Daddy's Best Friend: Experience Counts: A May-December Romance (Temperance Falls Book 1)

Home > Other > Daddy's Best Friend: Experience Counts: A May-December Romance (Temperance Falls Book 1) > Page 3
Daddy's Best Friend: Experience Counts: A May-December Romance (Temperance Falls Book 1) Page 3

by London Hale

Fears. That word reverberated in my mind. Forcing pieces of the puzzle that was Nathan and me to realign and show me a different picture. Nathan was afraid of us together? Could that be all? Her words made sense, at least. Nathan and my dad had been friends forever, had never really fought, and had always been there for one another. They were practically brothers. But I’d never called him uncle, never seen him like that. He was Nathan, and he cared about me. Before I got on my knees and after. If he was having a hard time accepting what we’d done, I needed to talk to him. To help him see how good we were together. I needed to make him look me in the eye and not run. Immediately, before his head got in the way.

  But my graduation party was in full swing, and my car was thoroughly blocked by all the guests’ vehicles. Good thing my best friend trusted me.

  “Do you have your keys?” I asked as I got to my feet. My dress was a wrinkled mess, but it didn’t matter. No one but Gen and Nathan were going to see me this way. Not if I managed to get to him in time.

  “Yeah, why?”

  “I need to go to Nathan’s.”

  “Right now? You’re kind of in the middle of a graduation party, in case you didn’t notice all the arrogant assholes in your backyard.”

  I glanced up to look out the window, standing exactly where Nathan had been when I’d been on my knees. He’d had a clear shot into the backyard full of the snooty people. Hell, I could even see my dad out there.

  I could see my dad.

  “What’s wrong?” Gen asked, coming to stand beside me and stare out the same window.

  “He was here. He was standing right here when I…”

  She raised her eyebrows and looked back at me. “You think that’s what made him run?”

  I had no idea, but it wasn’t an illogical jump to assume he’d seen something out there that reminded him of where we were. Of who we were to each other. Or who we’d been, because I’d never go back to just being little Eve, daughter of his best friend. I wanted more than that, and deep down, I knew he did, too.

  “Cover for me? I need to go see him.” I held out my hand, knowing Gen would come through. She always did. It took her a second of watching me with wary eyes, but she finally sighed and dug into her pocket.

  “Yeah, all right. I’ll go with the ‘lady problems’ excuse. Gets ’em every time.” She handed me her keys before pulling me into her arms for a hug. One I desperately needed. “Be careful. And remember, I will fuck him up if he hurts my bestie.”

  “Thanks.” I hurried for the front door, hoping none of the guests would catch me before I could slip out. “And hey, I owe you one.”

  “Maybe Nate has some hot friends and we can double.” Her laughter followed me through the front door, cutting off as it closed behind me.
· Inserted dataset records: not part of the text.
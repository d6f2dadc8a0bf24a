//! HTTP API: call lifecycle, credential issuance and service endpoints

pub mod access_gate;
pub mod calls_handler;
pub mod dto;
pub mod extract;
pub mod health_handler;
pub mod metrics_handler;
pub mod router;
pub mod state;
pub mod tokens_handler;

pub use dto::{ApiError, ApiResponse};
pub use extract::ApiJson;
pub use metrics_handler::init_metrics;
pub use router::build_router;
pub use state::AppState;
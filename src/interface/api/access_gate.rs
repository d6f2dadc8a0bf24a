//! Admission control for credential endpoints
//!
//! Rate limiting runs first so unauthenticated floods are throttled before
//! any identity-provider round trip.

use super::state::AppState;
use crate::domain::access::{client_key, RateDecision};
use crate::domain::DomainError;
use axum::{
    extract::{ConnectInfo, Request, State},
    http::header,
    middleware::Next,
    response::{IntoResponse, Response},
};
use metrics::counter;
use std::net::SocketAddr;
use tracing::{debug, warn};

fn bearer_token(request: &Request) -> Option<&str> {
    let value = request
        .headers()
        .get(header::AUTHORIZATION)?
        .to_str()
        .ok()?
        .trim();
    let (scheme, token) = value.split_once(' ')?;
    let token = token.trim();
    (scheme.eq_ignore_ascii_case("bearer") && !token.is_empty()).then_some(token)
}

pub async fn access_gate(State(state): State<AppState>, mut request: Request, next: Next) -> Response {
    let forwarded_for = request
        .headers()
        .get("x-forwarded-for")
        .and_then(|v| v.to_str().ok());
    let peer = request
        .extensions()
        .get::<ConnectInfo<SocketAddr>>()
        .map(|ConnectInfo(addr)| addr.ip());
    let key = client_key(forwarded_for, peer);

    let decision = state.rate_limiter.check(&key);
    if let Some(retry_after_secs) = decision.retry_after_secs() {
        counter!("intercom_rate_limited_total").increment(1);
        warn!("Rate limit exceeded for {} on {}", key, request.uri().path());
        return state
            .reject(DomainError::RateLimited { retry_after_secs })
            .into_response();
    }

    let Some(bearer) = bearer_token(&request) else {
        return state
            .reject(DomainError::Unauthenticated(
                "missing bearer token".to_string(),
            ))
            .into_response();
    };

    let identity = match state.identity.verify(bearer).await {
        Ok(identity) => identity,
        Err(e) => {
            debug!("Bearer rejected for {}: {}", key, e);
            return state.reject(e).into_response();
        }
    };

    if let RateDecision::Allowed { remaining } = decision {
        debug!("{} admitted as {} ({} left)", key, identity.subject, remaining);
    }
    request.extensions_mut().insert(identity);
    next.run(request).await
}

#[cfg(test)]
mod tests {
    use super::*;
    use axum::body::Body;

    fn request(authorization: Option<&str>) -> Request {
        let mut builder = Request::builder().uri("/api/tokens/generate");
        if let Some(value) = authorization {
            builder = builder.header(header::AUTHORIZATION, value);
        }
        builder.body(Body::empty()).unwrap()
    }

    #[test]
    fn test_bearer_token_parsing() {
        assert_eq!(bearer_token(&request(Some("Bearer abc.def"))), Some("abc.def"));
        assert_eq!(bearer_token(&request(Some("bearer  xyz "))), Some("xyz"));
        assert_eq!(bearer_token(&request(Some("Basic abc"))), None);
        assert_eq!(bearer_token(&request(Some("Bearer "))), None);
        assert_eq!(bearer_token(&request(None)), None);
    }
}
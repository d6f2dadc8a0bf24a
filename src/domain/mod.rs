//! Domain layer - Core business logic and rules
//!
//! This layer contains:
//! - Aggregates: the Call and its participants
//! - Value Objects: identifiers, statuses, credential policy
//! - Ports: repositories, directory, push, identity and token signing

pub mod access;
pub mod call;
pub mod credential;
pub mod directory;
pub mod push;
pub mod shared;

// Re-export commonly used types
pub use shared::{DomainError, Result};
//! Domain errors

use thiserror::Error;

/// Domain result type
pub type Result<T> = std::result::Result<T, DomainError>;

/// Error taxonomy shared by every operation of the service.
///
/// `Unauthenticated` and `Forbidden` together form the authorization kind:
/// the first for a missing or unverifiable bearer credential, the second for
/// a verified caller who is not allowed to act on the requested call.
#[derive(Error, Debug, Clone, PartialEq, Eq)]
pub enum DomainError {
    #[error("Validation error: {0}")]
    Validation(String),

    #[error("Entity not found: {0}")]
    NotFound(String),

    #[error("Conflict: {0}")]
    Conflict(String),

    #[error("Unauthenticated: {0}")]
    Unauthenticated(String),

    #[error("Forbidden: {0}")]
    Forbidden(String),

    #[error("Rate limit exceeded, retry after {retry_after_secs}s")]
    RateLimited { retry_after_secs: u64 },

    #[error("Configuration error: {0}")]
    Configuration(String),

    #[error("Internal error: {0}")]
    Internal(String),
}

impl DomainError {
    /// Stable machine-readable code used in API envelopes
    pub fn code(&self) -> &'static str {
        match self {
            DomainError::Validation(_) => "VALIDATION_ERROR",
            DomainError::NotFound(_) => "NOT_FOUND",
            DomainError::Conflict(_) => "CONFLICT",
            DomainError::Unauthenticated(_) => "UNAUTHENTICATED",
            DomainError::Forbidden(_) => "FORBIDDEN",
            DomainError::RateLimited { .. } => "RATE_LIMIT_EXCEEDED",
            DomainError::Configuration(_) => "CONFIGURATION_ERROR",
            DomainError::Internal(_) => "INTERNAL_ERROR",
        }
    }

    /// Errors whose message may carry diagnostic detail
    pub fn is_sensitive(&self) -> bool {
        matches!(self, DomainError::Configuration(_) | DomainError::Internal(_))
    }
}
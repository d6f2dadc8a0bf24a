//! Call lifecycle API integration tests

mod common;

use axum::body::Body;
use axum::http::{header, Request, StatusCode};
use common::{device_for, participant_status, TestApp};
use futures::future::join_all;
use serde_json::json;
use std::time::Duration;

#[tokio::test]
async fn test_start_call_rings_every_resident() {
    let app = TestApp::new().await;
    let (status, body) = app
        .post(
            "/api/calls/start",
            json!({
                "apartmentNumber": "101",
                "buildingId": app.building.to_string(),
                "initiatorId": app.doorman.to_string(),
                "initiatorType": "doorman",
            }),
        )
        .await;

    assert_eq!(status, StatusCode::CREATED);
    let data = &body["data"];
    assert_eq!(body["success"], true);
    assert_eq!(data["call"]["status"], "calling");
    assert_eq!(data["apartment"]["number"], "101");
    assert_eq!(data["initiator"]["kind"], "doorman");
    assert_eq!(data["participants"].as_array().unwrap().len(), 3);
    assert_eq!(data["callees"].as_array().unwrap().len(), 2);
    assert_eq!(data["invite"]["t"], "INVITE");
    assert_eq!(data["invite"]["v"], 1);
    assert_eq!(
        data["invite"]["channel"],
        format!("call-{}", data["call"]["id"].as_str().unwrap())
    );
    assert_eq!(data["credential"]["uid"], app.doorman.to_string());
    assert_eq!(participant_status(data, &app.doorman), "connected");
}

#[tokio::test]
async fn test_start_call_validation() {
    let app = TestApp::new().await;

    let (status, body) = app
        .post("/api/calls/start", json!({"apartmentNumber": "101"}))
        .await;
    assert_eq!(status, StatusCode::BAD_REQUEST);
    assert_eq!(body["success"], false);
    assert_eq!(body["code"], "VALIDATION_ERROR");

    let (status, _) = app
        .post(
            "/api/calls/start",
            json!({
                "apartmentNumber": "999",
                "buildingId": app.building.to_string(),
                "initiatorId": app.doorman.to_string(),
            }),
        )
        .await;
    assert_eq!(status, StatusCode::NOT_FOUND);
}

#[tokio::test]
async fn test_malformed_body_gets_error_envelope() {
    let app = TestApp::new().await;
    let call_id = app.start_call().await;

    let request = Request::post(format!("/api/calls/{}/answer", call_id))
        .header(header::CONTENT_TYPE, "application/json")
        .body(Body::from("{not json"))
        .unwrap();
    let (status, body) = app.send(request).await;
    assert_eq!(status, StatusCode::BAD_REQUEST);
    assert_eq!(body["success"], false);
    assert_eq!(body["code"], "VALIDATION_ERROR");
    assert!(body["error"].is_string());

    // Wrong content type is rejected the same way
    let request = Request::post("/api/calls/start")
        .body(Body::from("apartmentNumber=101"))
        .unwrap();
    let (status, body) = app.send(request).await;
    assert_eq!(status, StatusCode::BAD_REQUEST);
    assert_eq!(body["code"], "VALIDATION_ERROR");

    let (_, body) = app.get(&format!("/api/calls/{}/status", call_id)).await;
    assert_eq!(body["data"]["call"]["status"], "calling");
}

#[tokio::test(start_paused = true)]
async fn test_first_answer_wins_and_others_are_missed() {
    let app = TestApp::new().await;
    let (r1, r2) = (app.residents[0], app.residents[1]);
    let call_id = app.start_call().await;

    // Let the first fan-out tick deliver
    tokio::time::sleep(Duration::from_millis(50)).await;
    let recipients = app.push.recipients();
    assert!(recipients.contains(&device_for(&r1)));
    assert!(recipients.contains(&device_for(&r2)));

    let (status, body) = app.answer(&call_id, &r2).await;
    assert_eq!(status, StatusCode::OK);
    let data = &body["data"];
    assert_eq!(data["call"]["status"], "answered");
    assert!(data["call"]["answered_at"].is_string());
    assert_eq!(participant_status(data, &r2), "connected");
    assert_eq!(participant_status(data, &r1), "missed");
    assert_eq!(data["credential"]["uid"], r2.to_string());

    let (status, body) = app.answer(&call_id, &r1).await;
    assert_eq!(status, StatusCode::CONFLICT);
    assert_eq!(body["code"], "CONFLICT");

    // No more pushes after the answer
    let delivered = app.push.recipients().len();
    tokio::time::sleep(Duration::from_secs(10)).await;
    assert_eq!(app.push.recipients().len(), delivered);

    let (_, status_body) = app.get("/api/status").await;
    assert_eq!(status_body["data"]["activeFanoutLoops"], 0);
}

#[tokio::test]
async fn test_concurrent_answers_have_one_winner() {
    let app = TestApp::new().await;
    let mut residents = app.residents.clone();
    for _ in 0..4 {
        residents.push(app.add_resident().await);
    }
    let call_id = app.start_call().await;

    let results = join_all(residents.iter().map(|r| app.answer(&call_id, r))).await;
    let winners = results
        .iter()
        .filter(|(status, _)| *status == StatusCode::OK)
        .count();
    let conflicts = results
        .iter()
        .filter(|(status, _)| *status == StatusCode::CONFLICT)
        .count();
    assert_eq!(winners, 1);
    assert_eq!(conflicts, residents.len() - 1);

    let (_, body) = app.get(&format!("/api/calls/{}/status", call_id)).await;
    let connected = body["data"]["participants"]
        .as_array()
        .unwrap()
        .iter()
        .filter(|p| p["participant_type"] == "resident" && p["status"] == "connected")
        .count();
    assert_eq!(connected, 1);
}

#[tokio::test]
async fn test_decline_by_everyone_closes_call() {
    let app = TestApp::new().await;
    let (r1, r2) = (app.residents[0], app.residents[1]);
    let call_id = app.start_call().await;

    let (status, body) = app.decline(&call_id, &r1).await;
    assert_eq!(status, StatusCode::OK);
    assert_eq!(body["data"]["allDeclined"], false);
    assert_eq!(body["data"]["call"]["status"], "calling");

    let (status, body) = app.decline(&call_id, &r2).await;
    assert_eq!(status, StatusCode::OK);
    assert_eq!(body["data"]["allDeclined"], true);
    assert_eq!(body["data"]["call"]["status"], "declined");

    let (_, before) = app.get(&format!("/api/calls/{}/status", call_id)).await;

    // Answering a closed call mutates nothing
    let (status, _) = app.answer(&call_id, &r1).await;
    assert_eq!(status, StatusCode::CONFLICT);
    let (_, body) = app.get(&format!("/api/calls/{}/status", call_id)).await;
    assert_eq!(body["data"]["call"]["status"], "declined");
    assert!(body["data"]["call"]["answered_at"].is_null());
    assert_eq!(participant_status(&body["data"], &r1), "declined");
    assert_eq!(body["data"]["call"], before["data"]["call"]);
    assert_eq!(body["data"]["participants"], before["data"]["participants"]);
}

#[tokio::test]
async fn test_end_is_idempotent() {
    let app = TestApp::new().await;
    let r1 = app.residents[0];
    let call_id = app.start_call().await;
    app.answer(&call_id, &r1).await;

    let (status, first) = app.end(&call_id, &app.doorman, "doorman").await;
    assert_eq!(status, StatusCode::OK);
    assert_eq!(first["data"]["call"]["status"], "ended");
    assert!(first["data"]["duration"].is_number());

    let (status, second) = app.end(&call_id, &r1, "resident").await;
    assert_eq!(status, StatusCode::OK);
    assert_eq!(second["data"]["call"], first["data"]["call"]);
}

#[tokio::test]
async fn test_non_member_cannot_answer() {
    let app = TestApp::new().await;
    let call_id = app.start_call().await;

    let stranger = intercom::domain::shared::value_objects::PartyId::new();
    let (status, body) = app.answer(&call_id, &stranger).await;
    assert_eq!(status, StatusCode::FORBIDDEN);
    assert_eq!(body["code"], "FORBIDDEN");

    let (status, _) = app
        .answer(
            "3f1c0c52-6a57-4b8f-9a51-f7f0b7d4b0aa",
            &app.residents[0],
        )
        .await;
    assert_eq!(status, StatusCode::NOT_FOUND);
}

#[tokio::test(start_paused = true)]
async fn test_unanswered_call_is_missed_after_ring_timeout() {
    let app = TestApp::new().await;
    let call_id = app.start_call().await;

    tokio::time::sleep(Duration::from_secs(44)).await;
    let (_, body) = app.get(&format!("/api/calls/{}/status", call_id)).await;
    assert_eq!(body["data"]["call"]["status"], "calling");

    tokio::time::sleep(Duration::from_secs(2)).await;
    let (status, body) = app.get(&format!("/api/calls/{}/status", call_id)).await;
    assert_eq!(status, StatusCode::OK);
    let data = &body["data"];
    assert_eq!(data["call"]["status"], "missed");
    assert!(data["call"]["answered_at"].is_null());
    assert_eq!(participant_status(data, &app.residents[0]), "missed");
    assert_eq!(participant_status(data, &app.residents[1]), "missed");
    let missed = data.clone();

    let (_, status_body) = app.get("/api/status").await;
    assert_eq!(status_body["data"]["activeFanoutLoops"], 0);

    // A late answer changes nothing
    let (status, body) = app.answer(&call_id, &app.residents[0]).await;
    assert_eq!(status, StatusCode::CONFLICT);
    assert_eq!(body["code"], "CONFLICT");
    let (_, body) = app.get(&format!("/api/calls/{}/status", call_id)).await;
    assert_eq!(body["data"]["call"], missed["call"]);
    assert_eq!(body["data"]["participants"], missed["participants"]);
}

#[tokio::test]
async fn test_ending_ringing_call_misses_callees_and_blocks_answer() {
    let app = TestApp::new().await;
    let (r1, r2) = (app.residents[0], app.residents[1]);
    let call_id = app.start_call().await;

    let (status, body) = app.end(&call_id, &app.doorman, "doorman").await;
    assert_eq!(status, StatusCode::OK);
    assert_eq!(body["data"]["call"]["status"], "ended");

    let (_, before) = app.get(&format!("/api/calls/{}/status", call_id)).await;
    let before = &before["data"];
    assert_eq!(participant_status(before, &app.doorman), "disconnected");
    assert_eq!(participant_status(before, &r1), "missed");
    assert_eq!(participant_status(before, &r2), "missed");

    let (status, body) = app.answer(&call_id, &r1).await;
    assert_eq!(status, StatusCode::CONFLICT);
    assert_eq!(body["code"], "CONFLICT");

    let (_, after) = app.get(&format!("/api/calls/{}/status", call_id)).await;
    assert_eq!(after["data"]["call"], before["call"]);
    assert_eq!(after["data"]["participants"], before["participants"]);
    assert!(after["data"]["call"]["answered_at"].is_null());
}

#[tokio::test]
async fn test_resident_calls_front_desk() {
    let app = TestApp::new().await;
    let (status, body) = app
        .post(
            "/api/calls/call-doorman",
            json!({
                "residentId": app.residents[0].to_string(),
                "buildingId": app.building.to_string(),
            }),
        )
        .await;

    assert_eq!(status, StatusCode::CREATED, "{}", body);
    let data = &body["data"];
    assert_eq!(data["call"]["initiator_type"], "resident");
    assert_eq!(data["call"]["apartment_id"], app.apartment.to_string());
    assert_eq!(data["inviteTargets"], json!([app.doorman.to_string()]));
}

#[tokio::test]
async fn test_queries() {
    let app = TestApp::new().await;
    let ringing = app.start_call().await;
    let answered = app.start_call().await;
    app.answer(&answered, &app.residents[1]).await;

    let (status, body) = app
        .get(&format!(
            "/api/calls/history?buildingId={}&limit=500",
            app.building
        ))
        .await;
    assert_eq!(status, StatusCode::OK);
    assert_eq!(body["data"]["total"], 2);
    assert_eq!(body["data"]["limit"], 100);
    assert_eq!(body["data"]["offset"], 0);

    let (_, body) = app
        .get(&format!(
            "/api/calls/history?buildingId={}&status=answered",
            app.building
        ))
        .await;
    assert_eq!(body["data"]["total"], 1);
    assert_eq!(body["data"]["calls"][0]["id"], answered);

    let (_, body) = app
        .get(&format!("/api/calls/active?buildingId={}", app.building))
        .await;
    assert_eq!(body["data"]["count"], 2);

    let (_, body) = app
        .get(&format!("/api/calls/pending?residentId={}", app.residents[0]))
        .await;
    assert_eq!(body["data"]["count"], 1);
    assert_eq!(body["data"]["calls"][0]["id"], ringing);

    let (status, _) = app.get("/api/calls/history?status=ringing").await;
    assert_eq!(status, StatusCode::BAD_REQUEST);
}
  The front yard was thankfully clear of guests, and I was in Gen’s car and turning onto the road before anyone spotted me. You could circle the entire island that made up Temperance Falls in about twenty minutes, so the drive to Nathan’s took almost no time at all even though he lived on the opposite side. I turned just before the factory entrance and followed the blacktopped road to the end, a trek I’d made as a passenger a thousand times.

  Nathan lived on a cul-de-sac—one of only three houses on his stretch of road. All small, squat little ranches with grass front yards and chain link fences between them. His sat on the far left and backed up to a patch of woods that blocked him from the water’s edge.
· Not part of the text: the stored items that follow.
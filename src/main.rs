use intercom::application::{CallLifecycleManager, CredentialIssuer, NotificationFanoutLoop};
use intercom::config::Config;
use intercom::domain::access::{FixedWindowRateLimiter, IdentityProvider};
use intercom::domain::call::CallRepository;
use intercom::domain::credential::TokenSigner;
use intercom::domain::directory::ParticipantDirectory;
use intercom::infrastructure::identity::HttpIdentityProvider;
use intercom::infrastructure::push::ExpoPushGateway;
use intercom::infrastructure::signing::HmacTokenSigner;
use intercom::interface::api::{build_router, init_metrics, AppState};
use std::net::SocketAddr;
use std::sync::Arc;
use tracing::{info, warn};
use tracing_subscriber::EnvFilter;

#[tokio::main]
async fn main() -> anyhow::Result<()> {
    // Initialize tracing
    tracing_subscriber::fmt()
        .with_env_filter(EnvFilter::try_from_default_env().unwrap_or_else(|_| EnvFilter::new("info")))
        .init();

    info!("Starting intercom service v{}", env!("CARGO_PKG_VERSION"));

    let config = Config::load()?;
    info!(
        "Configuration loaded: {} ({:?})",
        config.bind_address(),
        config.server.environment
    );

    let (calls, directory) = open_stores(&config).await?;

    let signer: Option<Arc<dyn TokenSigner>> = if config.media.is_configured() {
        Some(Arc::new(HmacTokenSigner::new(
            config.media.app_id.clone(),
            config.media.app_certificate.as_bytes(),
        )?))
    } else {
        None
    };

    let push_config = config.push_config();
    let push_enabled = push_config.enabled;
    if !push_enabled {
        warn!("Push delivery is disabled; calls will ring only over signaling");
    }
    let push = Arc::new(ExpoPushGateway::new(push_config)?);
    let identity: Arc<dyn IdentityProvider> =
        Arc::new(HttpIdentityProvider::new(config.identity_config())?);

    let (fanout, timeouts) =
        NotificationFanoutLoop::new(push, calls.clone(), config.fanout_settings());
    let fanout = Arc::new(fanout);
    let credentials = Arc::new(CredentialIssuer::new(
        signer,
        calls.clone(),
        config.credential_settings(),
    ));
    let manager = Arc::new(CallLifecycleManager::new(
        calls.clone(),
        directory,
        fanout.clone(),
        credentials.clone(),
    ));
    let timeout_worker = manager.clone().spawn_timeout_worker(timeouts);

    match manager.reconcile_stale().await {
        Ok(0) => {}
        Ok(n) => info!("Marked {} stale ringing calls as missed", n),
        Err(e) => warn!("Startup reconciliation failed: {}", e),
    }

    let rate_limiter = Arc::new(FixedWindowRateLimiter::new(config.rate_limit_policy()));
    let sweeper = {
        let rate_limiter = rate_limiter.clone();
        let manager = manager.clone();
        let mut ticker = tokio::time::interval(config.sweep_interval());
        tokio::spawn(async move {
            // The first tick completes immediately
            ticker.tick().await;
            loop {
                ticker.tick().await;
                let evicted = rate_limiter.sweep_expired();
                if evicted > 0 {
                    tracing::debug!("Evicted {} expired rate-limit windows", evicted);
                }
                if let Err(e) = manager.reconcile_stale().await {
                    warn!("Stale call sweep failed: {}", e);
                }
            }
        })
    };

    let prometheus_handle = match init_metrics() {
        Ok(handle) => Some(handle),
        Err(e) => {
            warn!("Metrics exporter unavailable: {}", e);
            None
        }
    };

    let state = AppState {
        calls: manager,
        credentials,
        call_store: calls,
        identity,
        rate_limiter,
        push_enabled,
        expose_errors: config.is_development(),
        started_at: chrono::Utc::now(),
    };
    let app = build_router(state, prometheus_handle);

    let listener = tokio::net::TcpListener::bind(config.bind_address()).await?;
    info!("REST API listening on {}", config.bind_address());

    axum::serve(
        listener,
        app.into_make_service_with_connect_info::<SocketAddr>(),
    )
    .with_graceful_shutdown(shutdown_signal())
    .await?;

    info!("Shutting down...");
    fanout.stop_all();
    sweeper.abort();
    timeout_worker.abort();
    info!("Intercom service stopped");

    Ok(())
}

#[cfg(all(feature = "postgres", not(feature = "memory")))]
async fn open_stores(
    config: &Config,
) -> anyhow::Result<(Arc<dyn CallRepository>, Arc<dyn ParticipantDirectory>)> {
    use intercom::infrastructure::persistence::{
        create_pool, run_migrations, DatabaseConfig, PgCallRepository, PgDirectory,
    };

    let pool = create_pool(&DatabaseConfig::from(&config.database)).await?;
    info!("Database connection pool created");
    run_migrations(&pool).await?;

    Ok((
        Arc::new(PgCallRepository::new(pool.clone())),
        Arc::new(PgDirectory::new(pool)),
    ))
}

#[cfg(not(all(feature = "postgres", not(feature = "memory"))))]
async fn open_stores(
    _config: &Config,
) -> anyhow::Result<(Arc<dyn CallRepository>, Arc<dyn ParticipantDirectory>)> {
    use intercom::infrastructure::persistence::{InMemoryCallRepository, InMemoryDirectory};

    warn!("Using the in-memory call store; calls and directory are not persisted");
    Ok((
        Arc::new(InMemoryCallRepository::new()),
        Arc::new(InMemoryDirectory::new()),
    ))
}

async fn shutdown_signal() {
    let ctrl_c = async {
        if let Err(e) = tokio::signal::ctrl_c().await {
            warn!("Failed to listen for Ctrl-C: {}", e);
            std::future::pending::<()>().await;
        }
    };

    #[cfg(unix)]
    let terminate = async {
        match tokio::signal::unix::signal(tokio::signal::unix::SignalKind::terminate()) {
            Ok(mut signal) => {
                signal.recv().await;
            }
            Err(e) => {
                warn!("Failed to listen for SIGTERM: {}", e);
                std::future::pending::<()>().await;
            }
        }
    };

    #[cfg(not(unix))]
    let terminate = std::future::pending::<()>();

    tokio::select! {
        _ = ctrl_c => {},
        _ = terminate => {},
    }
    info!("Shutdown signal received");
}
  I’d always loved his house. Even as a little girl, it had seemed so much warmer and more inviting than the one I actually grew up in. And when we’d moved from that huge house to the monstrosity my dad currently called home, I’d craved this little white house tucked into the trees even more.
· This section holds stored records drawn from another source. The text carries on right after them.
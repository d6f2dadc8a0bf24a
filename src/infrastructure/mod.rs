//! Infrastructure layer - Technical implementations
//!
//! This layer contains:
//! - Repository implementations (PostgreSQL and in-memory)
//! - Token signing
//! - Push delivery and identity provider HTTP clients

pub mod identity;
pub mod persistence;
pub mod push;
pub mod signing;
//! Service health endpoints

use super::dto::ApiResponse;
use super::state::AppState;
use axum::{extract::State, Json};
use chrono::{DateTime, Utc};
use serde::Serialize;
use tracing::warn;

#[derive(Debug, Serialize)]
#[serde(rename_all = "camelCase")]
pub struct HealthSummary {
    pub service: &'static str,
    pub version: &'static str,
    pub status: &'static str,
    pub started_at: DateTime<Utc>,
    pub uptime_seconds: i64,
}

#[derive(Debug, Serialize)]
#[serde(rename_all = "camelCase")]
pub struct ServiceStatus {
    pub store_reachable: bool,
    pub signing_configured: bool,
    pub push_enabled: bool,
    pub active_fanout_loops: usize,
}

pub async fn health_check(State(state): State<AppState>) -> Json<ApiResponse<HealthSummary>> {
    Json(ApiResponse::success(HealthSummary {
        service: env!("CARGO_PKG_NAME"),
        version: env!("CARGO_PKG_VERSION"),
        status: "ok",
        started_at: state.started_at,
        uptime_seconds: (Utc::now() - state.started_at).num_seconds().max(0),
    }))
}

pub async fn service_status(State(state): State<AppState>) -> Json<ApiResponse<ServiceStatus>> {
    let store_reachable = match state.call_store.ping().await {
        Ok(()) => true,
        Err(e) => {
            warn!("Call store unreachable: {}", e);
            false
        }
    };

    Json(ApiResponse::success(ServiceStatus {
        store_reachable,
        signing_configured: state.credentials.is_configured(),
        push_enabled: state.push_enabled,
        active_fanout_loops: state.calls.fanout().active_loops(),
    }))
}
  This house had always been more of a home to me than my own.

  Nathan’s car was pulled all the way around back, parked against the garage at the rear of the property. That sight caused the butterflies in my stomach to take flight. He was definitely home. There would be no avoiding, no running, no hiding from the conversation we needed to have. I was about to push my way into Nathan’s house and make him talk to me.

  Once I caught my breath.

  With one last sigh and a mental pep talk even Gen would have been proud of, I turned off the ignition and stepped out of her car. This was it. I couldn’t back down. I couldn’t show weakness. If I wanted Nathan, I’d need to make that clear. To prove to him that we could work.

  I needed to be brave.

  I couldn’t get away from Brandon’s house fast enough. What I really wanted to do was bail, escape somewhere else, but this island was like a goddamn prison. If I didn’t want everyone in my business, I either needed to hop a ferry or a puddle jumper to the city, or I needed to lock myself in my house.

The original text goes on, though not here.